Not sure whether I am writting at correct place or Not:-
Can anyone answer me, Why data members are private when we can access them through getter/setters?. why we dont make it public then?
-I gave answer like, if you want to validate your data, like adding some condition kinda, you can do it by adding just that code in getter and it will reflect everywhere but if it is public we have to change code everywhere..
And same for setter we can have validation like not greater or less than this etc....
But interviewer was still not happy...
Any other addition to my answer?
It's a security precaution, the idea being that you can restrict the way that those variables are used. For example, you could have a private field with only a getter and no setter; this would stop people from setting the variable to null. If it's not a private field, then it can be set to null by part of the code with appropriate access.
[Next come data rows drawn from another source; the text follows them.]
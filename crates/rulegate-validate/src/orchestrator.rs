use std::collections::HashMap;
use std::sync::Arc;
use std::time::Duration;

use thiserror::Error;
use tokio_util::sync::CancellationToken;
use tokio_util::task::TaskTracker;

use rulegate_core::chunk::chunk_content;
use rulegate_core::consolidate::{consolidate, note_unread, ConsolidationPolicy};
use rulegate_core::rules::{classify, Classification};
use rulegate_core::select::{select_model, ModelCatalog};
use rulegate_core::workspace::service_id_from_url;
use rulegate_core::{
    ConfigurationError, ConsolidatedResult, Criticality, FetchError, RepositoryContent,
    RuleRecord, RuleVerdict, Scope, Settings, ValidationRequest, ValidationResponse, Verdict,
};

use crate::dispatch::{DispatchConfig, Dispatcher, ValidationTask};
use crate::engine::CompletionService;
use crate::prompt::fit_tree;
use crate::sources::{Collaborators, ContentSource, Report, ReportSink, RuleSource};

/// Stages of one validation run. `Error` is reachable from any stage before
/// `Dispatched`.
#[derive(Debug, Clone, Copy, PartialEq, Eq)]
pub enum RunState {
    Init,
    RulesLoaded,
    ContentLoaded,
    Classified,
    Dispatched,
    Consolidated,
    Error,
}

#[derive(Debug, Error)]
pub enum RequestError {
    #[error("`{0}` is required")]
    Missing(&'static str),
    #[error("repository_url must be an http, https or file URL, got `{0}`")]
    UnsupportedUrl(String),
    #[error("repository_url `{0}` does not name a repository")]
    NoServiceId(String),
    #[error("user_email `{0}` is not a valid address")]
    InvalidEmail(String),
}

/// Anything that stops a run before rules are dispatched.
#[derive(Debug, Error)]
pub enum RunError {
    #[error("invalid request: {0}")]
    Request(#[from] RequestError),
    #[error("could not load rules: {0}")]
    Rules(#[source] FetchError),
    #[error("could not load repository content: {0}")]
    Content(#[source] FetchError),
    #[error("invalid rule set: {0}")]
    Configuration(#[from] ConfigurationError),
}

/// Check the request and derive the service id the rules are keyed by.
pub fn validate_request(request: &ValidationRequest) -> Result<String, RequestError> {
    let url = request.repository_url.trim();
    if url.is_empty() {
        return Err(RequestError::Missing("repository_url"));
    }
    if request.user_name.trim().is_empty() {
        return Err(RequestError::Missing("user_name"));
    }
    if request.user_email.trim().is_empty() {
        return Err(RequestError::Missing("user_email"));
    }

    let supported = ["https://", "http://", "file://"]
        .iter()
        .any(|scheme| url.starts_with(scheme));
    if !supported {
        return Err(RequestError::UnsupportedUrl(url.to_string()));
    }
    if !plausible_email(request.user_email.trim()) {
        return Err(RequestError::InvalidEmail(request.user_email.clone()));
    }

    service_id_from_url(url).ok_or_else(|| RequestError::NoServiceId(url.to_string()))
}

fn plausible_email(email: &str) -> bool {
    let Some((local, domain)) = email.split_once('@') else {
        return false;
    };
    !local.is_empty()
        && !domain.contains('@')
        && domain.contains('.')
        && !domain.starts_with('.')
        && !domain.ends_with('.')
        && !email.chars().any(char::is_whitespace)
}

/// Every (rule, chunk) pair, rules in classification order and chunks in
/// content order. Each rule is chunked against its own scope and model budget;
/// the shared directory structure is cut to the catalog's tree bound.
pub fn plan_tasks(
    classification: &Classification,
    content: &RepositoryContent,
    catalog: &ModelCatalog,
) -> Vec<ValidationTask> {
    let fitted = fit_tree(&content.tree, catalog.max_tree_bytes);
    if fitted.len() < content.tree.len() {
        tracing::warn!(
            tree_bytes = content.tree.len(),
            max_tree_bytes = catalog.max_tree_bytes,
            "directory structure truncated for prompting"
        );
    }
    let tree: Arc<str> = Arc::from(fitted.as_ref());
    let mut tasks = Vec::new();

    for rule in &classification.rules {
        let choice = Arc::new(select_model(rule, catalog));
        let chunks = chunk_content(content, &rule.scope, choice.budget_bytes);
        let total_chunks = chunks.len();
        let rule = Arc::new(rule.clone());

        tracing::debug!(
            rule = %rule.id,
            model = %choice.primary,
            tier = ?choice.tier,
            chunks = total_chunks,
            "planned rule"
        );

        tasks.extend(chunks.into_iter().map(|chunk| ValidationTask {
            rule: Arc::clone(&rule),
            chunk,
            total_chunks,
            choice: Arc::clone(&choice),
            tree: Arc::clone(&tree),
        }));
    }

    tasks
}

/// Scopes the loaded rules look at, for sources that can skip unneeded
/// files. A record whose scope does not compile is left to classification.
fn wanted_scopes(records: &[RuleRecord]) -> Vec<Scope> {
    let scopes: Vec<Scope> = records
        .iter()
        .filter_map(|r| Scope::compile(r.id.as_deref().unwrap_or(""), &r.scope).ok())
        .collect();
    if scopes.iter().any(Scope::is_all) {
        Vec::new()
    } else {
        scopes
    }
}

fn advance(service: &str, state: RunState) {
    tracing::info!(service, state = ?state, "run state");
}

/// Runs one repository validation end to end.
pub struct Orchestrator {
    rules: Arc<dyn RuleSource>,
    content: Arc<dyn ContentSource>,
    report: Option<Arc<dyn ReportSink>>,
    dispatcher: Dispatcher,
    catalog: ModelCatalog,
    policy: ConsolidationPolicy,
    bucket: String,
    run_timeout: Duration,
    publishing: TaskTracker,
}

impl Orchestrator {
    pub fn new(
        settings: &Settings,
        collaborators: Collaborators,
        completion: Arc<dyn CompletionService>,
    ) -> Self {
        tracing::debug!(
            economy = %settings.economy_model,
            premium = %settings.premium_model,
            region = %settings.bedrock_region,
            concurrency = settings.max_concurrency,
            "orchestrator configured"
        );
        Self {
            rules: collaborators.rules,
            content: collaborators.content,
            report: collaborators.report,
            dispatcher: Dispatcher::new(completion, DispatchConfig::from(settings)),
            catalog: ModelCatalog::from(settings),
            policy: ConsolidationPolicy::from(settings),
            bucket: settings.s3_bucket.clone(),
            run_timeout: Duration::from_secs(settings.run_timeout_secs.max(1)),
            publishing: TaskTracker::new(),
        }
    }

    /// Validate a repository and return the consolidated result. Fatal
    /// conditions return before any model is invoked.
    pub async fn evaluate(&self, request: &ValidationRequest) -> Result<ConsolidatedResult, RunError> {
        advance(&request.repository_url, RunState::Init);
        let service_id = validate_request(request)?;

        let records = self
            .rules
            .fetch_rules(&service_id)
            .await
            .map_err(RunError::Rules)?;
        if records.is_empty() {
            return Err(RunError::Rules(FetchError::NoRules(service_id)));
        }
        advance(&service_id, RunState::RulesLoaded);

        let content = self
            .content
            .fetch_for(request.repository_url.trim(), &wanted_scopes(&records))
            .await
            .map_err(RunError::Content)?;
        tracing::info!(
            service = %service_id,
            files = content.files.len(),
            unread = content.unread.len(),
            bytes = content.total_bytes(),
            "repository content loaded"
        );
        advance(&service_id, RunState::ContentLoaded);

        let classification = classify(records)?;
        tracing::info!(
            service = %service_id,
            rules = classification.len(),
            high = classification.ids_in(Criticality::High).len(),
            medium = classification.ids_in(Criticality::Medium).len(),
            low = classification.ids_in(Criticality::Low).len(),
            "rules classified"
        );
        advance(&service_id, RunState::Classified);

        let tasks = plan_tasks(&classification, &content, &self.catalog);
        tracing::info!(service = %service_id, tasks = tasks.len(), "dispatching validation tasks");

        let cancel = CancellationToken::new();
        let dispatch = self.dispatcher.dispatch(tasks, &cancel);
        tokio::pin!(dispatch);
        let verdicts = tokio::select! {
            verdicts = &mut dispatch => verdicts,
            _ = tokio::time::sleep(self.run_timeout) => {
                tracing::warn!(
                    service = %service_id,
                    timeout = ?self.run_timeout,
                    "run deadline reached, cancelling outstanding tasks"
                );
                cancel.cancel();
                dispatch.await
            }
        };
        advance(&service_id, RunState::Dispatched);

        let mut by_rule: HashMap<String, Vec<Verdict>> = HashMap::new();
        for verdict in verdicts {
            by_rule.entry(verdict.rule_id.clone()).or_default().push(verdict);
        }
        let rule_verdicts: Vec<RuleVerdict> = classification
            .rules
            .iter()
            .map(|rule| RuleVerdict::merge(rule, by_rule.remove(&rule.id).unwrap_or_default()))
            .collect();

        let mut result = consolidate(rule_verdicts, &self.policy);
        note_unread(&mut result, &content.unread);
        advance(&service_id, RunState::Consolidated);
        Ok(result)
    }

    /// Validate and always answer. The report is published in the background.
    pub async fn run(&self, request: ValidationRequest) -> ValidationResponse {
        match self.evaluate(&request).await {
            Ok(result) => {
                let response = ValidationResponse::from(&result);
                self.publish(result, request);
                response
            }
            Err(e) => {
                tracing::error!(
                    repository = %request.repository_url,
                    state = ?RunState::Error,
                    error = %e,
                    "validation run failed"
                );
                ValidationResponse::failed(e.to_string())
            }
        }
    }

    fn publish(&self, result: ConsolidatedResult, request: ValidationRequest) {
        let Some(sink) = self.report.clone() else {
            return;
        };
        let report = Report::new(result, request, &self.bucket);
        self.publishing.spawn(async move {
            if let Err(e) = sink.publish(&report).await {
                tracing::warn!(error = %e, "could not publish validation report");
            }
        });
    }

    /// Wait, up to `within`, for background report publishing to finish.
    pub async fn flush_reports(&self, within: Duration) {
        self.publishing.close();
        if tokio::time::timeout(within, self.publishing.wait()).await.is_err() {
            tracing::warn!(pending = self.publishing.len(), "report publishing still pending");
        }
        self.publishing.reopen();
    }
}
Ya but I guess that also will not be the only reason, because its quite understandable when I said him(interviewer)its for validating data. so we can validate means eg: not allowing users to set value to null. I am not saying what you said is wrong but is there anything else with this?
It's also a matter of separating interface from implementation. A getXyz() may happen to simply return the xyz member variable today, but tomorrow it doesn't have to. It might instead perform some calculation and not even store xyz at all. Additionally, though we don't do this often, a child class can override get/set methods, but it can't override direct access to a public variable.
And, finally, there are cases where a class is just a data holder with no behavior where we might decide it is okay to make the fields public.
shreyas Kulkarni wrote:Why data members are private when we can access them through getter/setters?. why we dont make it public then?
Because evil things will happen and worms will grow in your code.
Actually, there are two questions there:
Why are data members private?
Why can we access them through getter/setters?
The answer to the first is based in the principle of data hiding: Don't give anyone access to anything that they can screw up.
The answer to the second is not quite so simple; indeed, once you get past the basics you'll discover that you DON'T want getters and setters for everything in your class. This is a fairly ancient paradigm based on making everything a Bean, but other than display-side Web stuff (and possibly GUIs), I would advise against it. Classes are there to perform a function, so write methods that allow your users to interact with them, not set or get specific attributes that you really shouldn't have to know about. That's procedural thinking.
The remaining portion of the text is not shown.